▼

//! Credit default swaps with defaults assumed at the middle of each
//! premium period.

use crate::instruments::{CdsArgs, ProtectionSide};
use crate::results::PricingEngine;
use qn_core::{ensure, errors::Result, Rate, Real};
use qn_termstructures::{DefaultProbabilityTermStructure, YieldTermStructure};
use std::sync::Arc;
use tracing::debug;

/// Leg values of a credit default swap, signed from the holder's side.
#[derive(Debug, Clone, Copy, PartialEq)]
pub struct CdsResults {
    /// Sum of the three legs.
    pub npv: Real,
    /// Running spread at which the swap is worth nothing.
    pub fair_spread: Rate,
    /// Protection payments.
    pub default_leg_npv: Real,
    /// Premiums paid on survival.
    pub coupon_leg_npv: Real,
    /// Premium accrued up to default.
    pub accrual_rebate_npv: Real,
    /// Change of the premium legs for a one basis point higher spread.
    pub coupon_leg_bps: Real,
}

/// Midpoint engine.
///
/// A default in period `i` is assumed at `(max(s_i, 0) + e_i) / 2`. The
/// loss `(1 − R) N` is discounted from there, or from the payment time when
/// protection is settled at period end. Periods paid on or before today
/// are skipped.
#[derive(Debug, Clone)]
pub struct MidPointCdsEngine {
    probability: Arc<dyn DefaultProbabilityTermStructure>,
    discount_curve: Arc<dyn YieldTermStructure>,
}

impl MidPointCdsEngine {
    /// Engine on the given default and discount curves.
    pub fn new(
        probability: Arc<dyn DefaultProbabilityTermStructure>,
        discount_curve: Arc<dyn YieldTermStructure>,
    ) -> Self {
        Self {
            probability,
            discount_curve,
        }
    }
}

impl PricingEngine<CdsArgs> for MidPointCdsEngine {
    type Results = CdsResults;

    fn calculate(&self, args: &CdsArgs) -> Result<CdsResults> {
        args.validate()?;
        let claim = (1.0 - args.recovery_rate) * args.nominal;

        let mut default_leg = 0.0;
        let mut risky_annuity = 0.0;
        let mut rebate_annuity = 0.0;
        for i in 0..args.payment_times.len() {
            let pay = args.payment_times[i];
            if pay <= 0.0 {
                continue;
            }
            let start = args.accrual_start_times[i];
            let end = args.accrual_end_times[i];
            let effective_start = start.max(0.0);
            let df_pay = self.discount_curve.discount(pay);

            let survival = self.probability.survival_probability(pay);
            risky_annuity += args.nominal * args.accrual(i) * survival * df_pay;

            if end <= effective_start {
                continue;
            }
            let default_time = 0.5 * (effective_start + end);
            let df_default = if args.pays_at_default_time {
                self.discount_curve.discount(default_time)
            } else {
                df_pay
            };
            let p = self.probability.default_probability_between(effective_start, end);
            default_leg += claim * p * df_default;
            if args.settles_accrual {
                rebate_annuity += args.nominal * (default_time - start) * p * df_default;
            }
        }

        let premium_annuity = risky_annuity + rebate_annuity;
        ensure!(premium_annuity > 0.0, "no premium left to pay");
        let (protection_sign, premium_sign) = match args.side {
            ProtectionSide::Buyer => (1.0, -1.0),
            ProtectionSide::Seller => (-1.0, 1.0),
        };
        let default_leg_npv = protection_sign * default_leg;
        let coupon_leg_npv = premium_sign * args.spread * risky_annuity;
        let accrual_rebate_npv = premium_sign * args.spread * rebate_annuity;
        debug!(default_leg, premium_annuity, side = ?args.side, "midpoint cds");

        Ok(CdsResults {
            npv: default_leg_npv + coupon_leg_npv + accrual_rebate_npv,
            fair_spread: default_leg / premium_annuity,
            default_leg_npv,
            coupon_leg_npv,
            accrual_rebate_npv,
            coupon_leg_bps: premium_sign * premium_annuity * 1e-4,
        })
    }
}

#[cfg(test)]
mod tests {
    use super::*;
    use approx::assert_abs_diff_eq;
    use qn_termstructures::{FlatForward, FlatHazardRate};

    fn engine(hazard: Real) -> MidPointCdsEngine {
        MidPointCdsEngine::new(
            Arc::new(FlatHazardRate::new(hazard).unwrap()),
            Arc::new(FlatForward::new(0.03)),
        )
    }

    fn cds(side: ProtectionSide, spread: Rate) -> CdsArgs {
        CdsArgs::regular(side, 1_000_000.0, spread, 0.4, 0.0, 5.0, 0.25).unwrap()
    }

    #[test]
    fn fair_spread_follows_the_credit_triangle() {
        let results = engine(0.02).calculate(&cds(ProtectionSide::Buyer, 0.01)).unwrap();
        assert_abs_diff_eq!(results.fair_spread, 0.02 * 0.6, epsilon = 5e-5);
        // spread below fair: protection is cheap for the buyer
        assert!(results.npv > 0.0);
    }

    #[test]
    fn swap_at_fair_spread_is_worth_nothing() {
        let e = engine(0.015);
        let fair = e.calculate(&cds(ProtectionSide::Seller, 0.005)).unwrap().fair_spread;
        let at_par = e.calculate(&cds(ProtectionSide::Seller, fair)).unwrap();
        assert_abs_diff_eq!(at_par.npv, 0.0, epsilon = 1e-6);
    }

    #[test]
    fn buyer_and_seller_offset() {
        let e = engine(0.02);
        let buyer = e.calculate(&cds(ProtectionSide::Buyer, 0.015)).unwrap();
        let seller = e.calculate(&cds(ProtectionSide::Seller, 0.015)).unwrap();
        assert_abs_diff_eq!(buyer.npv, -seller.npv, epsilon = 1e-8);
        assert_abs_diff_eq!(buyer.coupon_leg_bps, -seller.coupon_leg_bps, epsilon = 1e-10);
        assert!(buyer.default_leg_npv > 0.0 && buyer.coupon_leg_npv < 0.0);
    }

    #[test]
    fn without_default_risk_only_premiums_remain() {
        let riskless = MidPointCdsEngine::new(
            Arc::new(FlatHazardRate::new(0.0).unwrap()),
            Arc::new(FlatForward::new(0.03)),
        );
        let r = riskless.calculate(&cds(ProtectionSide::Seller, 0.01)).unwrap();
        assert_eq!(r.default_leg_npv, 0.0);
        assert_eq!(r.accrual_rebate_npv, 0.0);
        let annuity: Real = (1..=20).map(|k| 0.25 * (-0.03 * 0.25 * k as Real).exp()).sum();
        assert_abs_diff_eq!(r.npv, 1_000_000.0 * 0.01 * annuity, epsilon = 1e-6);
    }

    #[test]
    fn elapsed_periods_are_skipped() {
        let mut seasoned = cds(ProtectionSide::Buyer, 0.01);
        for t in seasoned
            .accrual_start_times
            .iter_mut()
            .chain(seasoned.accrual_end_times.iter_mut())
            .chain(seasoned.payment_times.iter_mut())
        {
            *t -= 1.0;
        }
        let full = engine(0.02).calculate(&cds(ProtectionSide::Buyer, 0.01)).unwrap();
        let remaining = engine(0.02).calculate(&seasoned).unwrap();
        assert!(remaining.default_leg_npv < full.default_leg_npv);
        assert!(remaining.fair_spread > 0.0);
    }
}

▲

▸ **What to do**: Reproduce, word for word, all of the entries above.

▸ **Result of the task**:
//! Credit default swaps with defaults assumed at the middle of each
//! premium period.

use crate::instruments::{CdsArgs, ProtectionSide};
use crate::results::PricingEngine;
use qn_core::{ensure, errors::Result, Rate, Real};
use qn_termstructures::{DefaultProbabilityTermStructure, YieldTermStructure};
use std::sync::Arc;
use tracing::debug;

/// Leg values of a credit default swap, signed from the holder's side.
#[derive(Debug, Clone, Copy, PartialEq)]
pub struct CdsResults {
    /// Sum of the three legs.
    pub npv: Real,
    /// Running spread at which the swap is worth nothing.
    pub fair_spread: Rate,
    /// Protection payments.
    pub default_leg_npv: Real,
    /// Premiums paid on survival.
    pub coupon_leg_npv: Real,
    /// Premium accrued up to default.
    pub accrual_rebate_npv: Real,
    /// Change of the premium legs for a one basis point higher spread.
    pub coupon_leg_bps: Real,
}

/// Midpoint engine.
///
/// A default in period `i` is assumed at `(max(s_i, 0) + e_i) / 2`. The
/// loss `(1 − R) N` is discounted from there, or from the payment time when
/// protection is settled at period end. Periods paid on or before today
/// are skipped.
#[derive(Debug, Clone)]
pub struct MidPointCdsEngine {
    probability: Arc<dyn DefaultProbabilityTermStructure>,
    discount_curve: Arc<dyn YieldTermStructure>,
}

impl MidPointCdsEngine {
    /// Engine on the given default and discount curves.
    pub fn new(
        probability: Arc<dyn DefaultProbabilityTermStructure>,
        discount_curve: Arc<dyn YieldTermStructure>,
    ) -> Self {
        Self {
            probability,
            discount_curve,
        }
    }
}

impl PricingEngine<CdsArgs> for MidPointCdsEngine {
    type Results = CdsResults;

    fn calculate(&self, args: &CdsArgs) -> Result<CdsResults> {
        args.validate()?;
        let claim = (1.0 - args.recovery_rate) * args.nominal;

        let mut default_leg = 0.0;
        let mut risky_annuity = 0.0;
        let mut rebate_annuity = 0.0;
        for i in 0..args.payment_times.len() {
            let pay = args.payment_times[i];
            if pay <= 0.0 {
                continue;
            }
            let start = args.accrual_start_times[i];
            let end = args.accrual_end_times[i];
            let effective_start = start.max(0.0);
            let df_pay = self.discount_curve.discount(pay);

            let survival = self.probability.survival_probability(pay);
            risky_annuity += args.nominal * args.accrual(i) * survival * df_pay;

            if end <= effective_start {
                continue;
            }
            let default_time = 0.5 * (effective_start + end);
            let df_default = if args.pays_at_default_time {
                self.discount_curve.discount(default_time)
            } else {
                df_pay
            };
            let p = self.probability.default_probability_between(effective_start, end);
            default_leg += claim * p * df_default;
            if args.settles_accrual {
                rebate_annuity += args.nominal * (default_time - start) * p * df_default;
            }
        }

        let premium_annuity = risky_annuity + rebate_annuity;
        ensure!(premium_annuity > 0.0, "no premium left to pay");
        let (protection_sign, premium_sign) = match args.side {
            ProtectionSide::Buyer => (1.0, -1.0),
            ProtectionSide::Seller => (-1.0, 1.0),
        };
        let default_leg_npv = protection_sign * default_leg;
        let coupon_leg_npv = premium_sign * args.spread * risky_annuity;
        let accrual_rebate_npv = premium_sign * args.spread * rebate_annuity;
        debug!(default_leg, premium_annuity, side = ?args.side, "midpoint cds");

        Ok(CdsResults {
            npv: default_leg_npv + coupon_leg_npv + accrual_rebate_npv,
            fair_spread: default_leg / premium_annuity,
            default_leg_npv,
            coupon_leg_npv,
            accrual_rebate_npv,
            coupon_leg_bps: premium_sign * premium_annuity * 1e-4,
        })
    }
}

#[cfg(test)]
mod tests {
    use super::*;
    use approx::assert_abs_diff_eq;
    use qn_termstructures::{FlatForward, FlatHazardRate};

    fn engine(hazard: Real) -> MidPointCdsEngine {
        MidPointCdsEngine::new(
            Arc::new(FlatHazardRate::new(hazard).unwrap()),
            Arc::new(FlatForward::new(0.03)),
        )
    }

    fn cds(side: ProtectionSide, spread: Rate) -> CdsArgs {
        CdsArgs::regular(side, 1_000_000.0, spread, 0.4, 0.0, 5.0, 0.25).unwrap()
    }

    #[test]
    fn fair_spread_follows_the_credit_triangle() {
        let results = engine(0.02).calculate(&cds(ProtectionSide::Buyer, 0.01)).unwrap();
        assert_abs_diff_eq!(results.fair_spread, 0.02 * 0.6, epsilon = 5e-5);
        // spread below fair: protection is cheap for the buyer
        assert!(results.npv > 0.0);
    }

    #[test]
    fn swap_at_fair_spread_is_worth_nothing() {
        let e = engine(0.015);
        let fair = e.calculate(&cds(ProtectionSide::Seller, 0.005)).unwrap().fair_spread;
        let at_par = e.calculate(&cds(ProtectionSide::Seller, fair)).unwrap();
        assert_abs_diff_eq!(at_par.npv, 0.0, epsilon = 1e-6);
    }

    #[test]
    fn buyer_and_seller_offset() {
        let e = engine(0.02);
        let buyer = e.calculate(&cds(ProtectionSide::Buyer, 0.015)).unwrap();
        let seller = e.calculate(&cds(ProtectionSide::Seller, 0.015)).unwrap();
        assert_abs_diff_eq!(buyer.npv, -seller.npv, epsilon = 1e-8);
        assert_abs_diff_eq!(buyer.coupon_leg_bps, -seller.coupon_leg_bps, epsilon = 1e-10);
        assert!(buyer.default_leg_npv > 0.0 && buyer.coupon_leg_npv < 0.0);
    }

    #[test]
    fn without_default_risk_only_premiums_remain() {
        let riskless = MidPointCdsEngine::new(
            Arc::new(FlatHazardRate::new(0.0).unwrap()),
            Arc::new(FlatForward::new(0.03)),
        );
        let r = riskless.calculate(&cds(ProtectionSide::Seller, 0.01)).unwrap();
        assert_eq!(r.default_leg_npv, 0.0);
        assert_eq!(r.accrual_rebate_npv, 0.0);
        let annuity: Real = (1..=20).map(|k| 0.25 * (-0.03 * 0.25 * k as Real).exp()).sum();
        assert_abs_diff_eq!(r.npv, 1_000_000.0 * 0.01 * annuity, epsilon = 1e-6);
    }

    #[test]
    fn elapsed_periods_are_skipped() {
        let mut seasoned = cds(ProtectionSide::Buyer, 0.01);
        for t in seasoned
            .accrual_start_times
            .iter_mut()
            .chain(seasoned.accrual_end_times.iter_mut())
            .chain(seasoned.payment_times.iter_mut())
        {
            *t -= 1.0;
        }
        let full = engine(0.02).calculate(&cds(ProtectionSide::Buyer, 0.01)).unwrap();
        let remaining = engine(0.02).calculate(&seasoned).unwrap();
        assert!(remaining.default_leg_npv < full.default_leg_npv);
        assert!(remaining.fair_spread > 0.0);
    }
}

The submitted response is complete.